[R-sig-teaching] Creating data
Scott F. Kiesling
kiesling+ at pitt.edu
Tue Mar 24 21:57:44 CET 2009
Thanks-
Yes I'm using that as a text. I'm trying to have something fresh so
that I can add an example to demonstrations or give assessments with
new data.
I'm also using Keith Johnson's text.
SFK
On Wed, Mar 25, 2009 at 09:33:34AM +1300, Murray Jorgensen wrote:
> From: Murray Jorgensen <maj at stats.waikato.ac.nz>
> Date: Wed, 25 Mar 2009 09:33:34 +1300
> To: "Scott F. Kiesling" <kiesling at pitt.edu>
> Cc: r-sig-teaching at r-project.org
> Subject: Re: [R-sig-teaching] Creating data
> I take it you have looked at the data sets in Baayen's book
> "Analyzing linguistic data. A practical introduction to statistics" ?
>
> www.ualberta.ca/~baayen/publications/baayenCUPstats.pdf
>
> Cheers, Murray Jorgensen
>
> Scott F. Kiesling wrote:
>> Hi everyone-
>> I'm currently teaching a graduate course in statistics for linguistics
>> using R. I have used up most of the 'authentic' data I have been able
>> to collect for homework and demonstrations.

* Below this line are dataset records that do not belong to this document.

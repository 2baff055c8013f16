//! The consolidated store: every imported trace, searchable as one corpus.
//!
//! The store holds an immutable [`StoreSnapshot`] behind an `Arc`. Readers
//! clone the `Arc` and work from that snapshot for as long as they like.
//! Writers (import, remove) take the single writer lock, build the next
//! snapshot with whole [`StoredTrace`] entries swapped in or out, and publish
//! it in one step. A reader therefore sees a trace either with all of its old
//! rows or all of its new ones.
//!
//! Corpus aggregates (traces per API, per-category totals) belong to a
//! snapshot and are computed on first use, so they always describe exactly
//! the traces of that snapshot.
//!
//! Persistence is a JSON file written by [`ConsolidatedStore::save`]
//! (temporary file, then rename). Lifecycle is explicit: `open` or
//! `in_memory`, then `save` as needed, then `close`.

mod query;

pub use query::{
    MAX_QUERY_CHARS, MIN_QUERY_CHARS, MatchedOn, SEARCH_RESULTS_LIMIT, SearchHit, SortKey,
    StoreQuery,
};

use std::collections::BTreeMap;
use std::io::Write;
use std::path::{Path, PathBuf};
use std::sync::{Arc, Mutex, OnceLock, PoisonError, RwLock};

use chrono::{DateTime, Utc};
use indexmap::IndexMap;
use serde::{Deserialize, Serialize};

use crate::error::{Result, TraceStatsError};
use crate::record::{self, TraceRecord};
use crate::stats::{AggregatedResult, CategoryTotals, PercentageScope};
use crate::trace::{ApiVariant, TraceIdentity, TraceKey};

/// A trace and its statistics as one unit of the store.
#[derive(Debug, Clone, PartialEq, Eq)]
pub struct StoredTrace {
    /// Assigned on first import and kept across re-imports
    pub id: u64,
    pub result: AggregatedResult,
    pub updated_last: DateTime<Utc>,
}

impl StoredTrace {
    pub fn identity(&self) -> &TraceIdentity {
        &self.result.identity
    }

    pub fn key(&self) -> TraceKey {
        self.result.identity.key()
    }
}

/// Corpus-wide aggregates of one snapshot.
#[derive(Debug, Clone, Default, PartialEq, Eq)]
pub struct CorpusSummary {
    pub traces_per_api: BTreeMap<ApiVariant, usize>,
    pub totals_per_api: BTreeMap<ApiVariant, CategoryTotals>,
    pub corpus_totals: CategoryTotals,
}

impl CorpusSummary {
    fn compute<'a>(traces: impl Iterator<Item = &'a Arc<StoredTrace>>) -> Self {
        let mut summary = Self::default();
        for trace in traces {
            let api = &trace.result.identity.api;
            *summary.traces_per_api.entry(api.clone()).or_insert(0) += 1;
            summary
                .totals_per_api
                .entry(api.clone())
                .or_default()
                .add(&trace.result.counts);
            summary.corpus_totals.add(&trace.result.counts);
        }
        summary
    }

    pub fn trace_count(&self) -> usize {
        self.traces_per_api.values().sum()
    }

    /// Denominators for a row of a trace captured with `api`.
    pub fn totals(&self, scope: PercentageScope, api: &ApiVariant) -> &CategoryTotals {
        static EMPTY: OnceLock<CategoryTotals> = OnceLock::new();
        match scope {
            PercentageScope::Corpus => &self.corpus_totals,
            PercentageScope::PerApi => self
                .totals_per_api
                .get(api)
                .unwrap_or_else(|| EMPTY.get_or_init(CategoryTotals::new)),
        }
    }
}

/// An immutable view of the store.
#[derive(Debug, Default)]
pub struct StoreSnapshot {
    traces: IndexMap<TraceKey, Arc<StoredTrace>>,
    summary: OnceLock<CorpusSummary>,
}

impl StoreSnapshot {
    fn new(traces: IndexMap<TraceKey, Arc<StoredTrace>>) -> Self {
        Self {
            traces,
            summary: OnceLock::new(),
        }
    }

    pub fn len(&self) -> usize {
        self.traces.len()
    }

    pub fn is_empty(&self) -> bool {
        self.traces.is_empty()
    }

    pub fn get(&self, key: &TraceKey) -> Option<&Arc<StoredTrace>> {
        self.traces.get(key)
    }

    /// Traces in import order.
    pub fn iter(&self) -> impl Iterator<Item = &Arc<StoredTrace>> {
        self.traces.values()
    }

    pub fn summary(&self) -> &CorpusSummary {
        self.summary.get_or_init(|| {
            log::debug!("Computing corpus aggregates for {} traces", self.traces.len());
            CorpusSummary::compute(self.traces.values())
        })
    }
}

/// What one import did.
#[derive(Debug, Clone, Copy, Default, PartialEq, Eq)]
pub struct ImportSummary {
    pub inserted: usize,
    pub replaced: usize,
}

#[derive(Debug)]
struct WriterState {
    next_id: u64,
    dirty: bool,
}

/// On-disk layout of the store file.
#[derive(Debug, Serialize, Deserialize)]
struct StoreFile {
    next_id: u64,
    traces: Vec<StoreFileEntry>,
}

#[derive(Debug, Serialize, Deserialize)]
struct StoreFileEntry {
    id: u64,
    updated_last: DateTime<Utc>,
    #[serde(flatten)]
    record: TraceRecord,
}

pub struct ConsolidatedStore {
    path: Option<PathBuf>,
    writer: Mutex<WriterState>,
    current: RwLock<Arc<StoreSnapshot>>,
}

impl ConsolidatedStore {
    /// An empty store that is never written to disk.
    pub fn in_memory() -> Self {
        Self::from_parts(None, 1, IndexMap::new())
    }

    /// Open the store file at `path`, or start an empty store there.
    pub fn open(path: &Path) -> Result<Self> {
        let store_error = |message: String| TraceStatsError::Store {
            path: path.to_path_buf(),
            message,
        };
        let text = match std::fs::read_to_string(path) {
            Ok(text) => text,
            Err(e) if e.kind() == std::io::ErrorKind::NotFound => {
                log::debug!("No store at {}, starting empty", path.display());
                return Ok(Self::from_parts(Some(path.to_path_buf()), 1, IndexMap::new()));
            }
            Err(e) => return Err(store_error(e.to_string())),
        };

        let file: StoreFile =
            serde_json::from_str(&text).map_err(|e| store_error(format!("corrupt store file: {e}")))?;
        let mut next_id = file.next_id.max(1);
        let mut traces = IndexMap::with_capacity(file.traces.len());
        for entry in file.traces {
            next_id = next_id.max(entry.id + 1);
            let stored = StoredTrace {
                id: entry.id,
                result: AggregatedResult::from(entry.record),
                updated_last: entry.updated_last,
            };
            traces.insert(stored.key(), Arc::new(stored));
        }
        log::debug!("Opened store {} with {} traces", path.display(), traces.len());
        Ok(Self::from_parts(Some(path.to_path_buf()), next_id, traces))
    }

    fn from_parts(
        path: Option<PathBuf>,
        next_id: u64,
        traces: IndexMap<TraceKey, Arc<StoredTrace>>,
    ) -> Self {
        Self {
            path,
            writer: Mutex::new(WriterState {
                next_id,
                dirty: false,
            }),
            current: RwLock::new(Arc::new(StoreSnapshot::new(traces))),
        }
    }

    pub fn path(&self) -> Option<&Path> {
        self.path.as_deref()
    }

    /// The current contents. Later writes don't affect a snapshot already taken.
    pub fn snapshot(&self) -> Arc<StoreSnapshot> {
        Arc::clone(&self.current.read().unwrap_or_else(PoisonError::into_inner))
    }

    fn publish(&self, snapshot: StoreSnapshot) {
        *self.current.write().unwrap_or_else(PoisonError::into_inner) = Arc::new(snapshot);
    }

    /// Upsert each result by its trace key, replacing prior statistics whole.
    pub fn import(&self, results: impl IntoIterator<Item = AggregatedResult>) -> ImportSummary {
        let mut writer = self.writer.lock().unwrap_or_else(PoisonError::into_inner);
        let mut traces = self.snapshot().traces.clone();
        let mut summary = ImportSummary::default();
        let now = Utc::now();

        for result in results {
            let key = result.identity.key();
            let id = match traces.get(&key) {
                Some(existing) => {
                    summary.replaced += 1;
                    log::debug!("Replacing statistics of {key} (id {})", existing.id);
                    existing.id
                }
                None => {
                    summary.inserted += 1;
                    let id = writer.next_id;
                    writer.next_id += 1;
                    log::debug!("Adding {key} as id {id}");
                    id
                }
            };
            traces.insert(
                key,
                Arc::new(StoredTrace {
                    id,
                    result,
                    updated_last: now,
                }),
            );
        }

        if summary != ImportSummary::default() {
            writer.dirty = true;
            self.publish(StoreSnapshot::new(traces));
        }
        summary
    }

    /// Validate a whole document, then import it. A malformed document
    /// changes nothing.
    pub fn import_document(&self, text: &str, document: &str) -> Result<ImportSummary> {
        let results = record::parse_document(text, document)?;
        Ok(self.import(results))
    }

    pub fn import_file(&self, path: &Path) -> Result<ImportSummary> {
        let results = record::read_document(path)?;
        Ok(self.import(results))
    }

    /// Delete one trace. Returns whether it existed.
    pub fn remove(&self, key: &TraceKey) -> bool {
        let mut writer = self.writer.lock().unwrap_or_else(PoisonError::into_inner);
        let mut traces = self.snapshot().traces.clone();
        if traces.shift_remove(key).is_none() {
            return false;
        }
        writer.dirty = true;
        self.publish(StoreSnapshot::new(traces));
        true
    }

    pub fn is_dirty(&self) -> bool {
        self.writer
            .lock()
            .unwrap_or_else(PoisonError::into_inner)
            .dirty
    }

    /// Write the store file. A no-op for in-memory stores.
    pub fn save(&self) -> Result<()> {
        let mut writer = self.writer.lock().unwrap_or_else(PoisonError::into_inner);
        let Some(path) = &self.path else {
            writer.dirty = false;
            return Ok(());
        };
        let store_error = |message: String| TraceStatsError::Store {
            path: path.clone(),
            message,
        };

        let snapshot = self.snapshot();
        let file = StoreFile {
            next_id: writer.next_id,
            traces: snapshot
                .iter()
                .map(|trace| StoreFileEntry {
                    id: trace.id,
                    updated_last: trace.updated_last,
                    record: TraceRecord::from(&trace.result),
                })
                .collect(),
        };
        let json = serde_json::to_string_pretty(&file).map_err(|e| store_error(e.to_string()))?;

        let dir = match path.parent().filter(|p| !p.as_os_str().is_empty()) {
            Some(parent) => parent,
            None => Path::new("."),
        };
        std::fs::create_dir_all(dir).map_err(|e| store_error(e.to_string()))?;
        // A temp file per save, so concurrent writers never share one
        let mut tmp =
            tempfile::NamedTempFile::new_in(dir).map_err(|e| store_error(e.to_string()))?;
        tmp.write_all(json.as_bytes())
            .and_then(|()| tmp.write_all(b"\n"))
            .map_err(|e| store_error(e.to_string()))?;
        tmp.persist(path)
            .map_err(|e| store_error(e.error.to_string()))?;

        writer.dirty = false;
        log::debug!("Saved {} traces to {}", snapshot.len(), path.display());
        Ok(())
    }

    /// Save pending changes and release the store.
    pub fn close(self) -> Result<()> {
        if self.is_dirty() {
            self.save()?;
        }
        Ok(())
    }
}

I can think of plenty more
>> possible data sets, but I am finding the creation of them challenging,
>> and my creations are often somewhat unlealistic (generally, too
>> 'neat' and obvious).
>> So, I was wondering if anyone had any tips on creating 'realistic'
>> data sets, or links/books that describe it.
>> For a simple example, let's say I want to create a dataset with
>> students from different countries and academic departments who took an
>> English test. I want to make some differences (significant and not)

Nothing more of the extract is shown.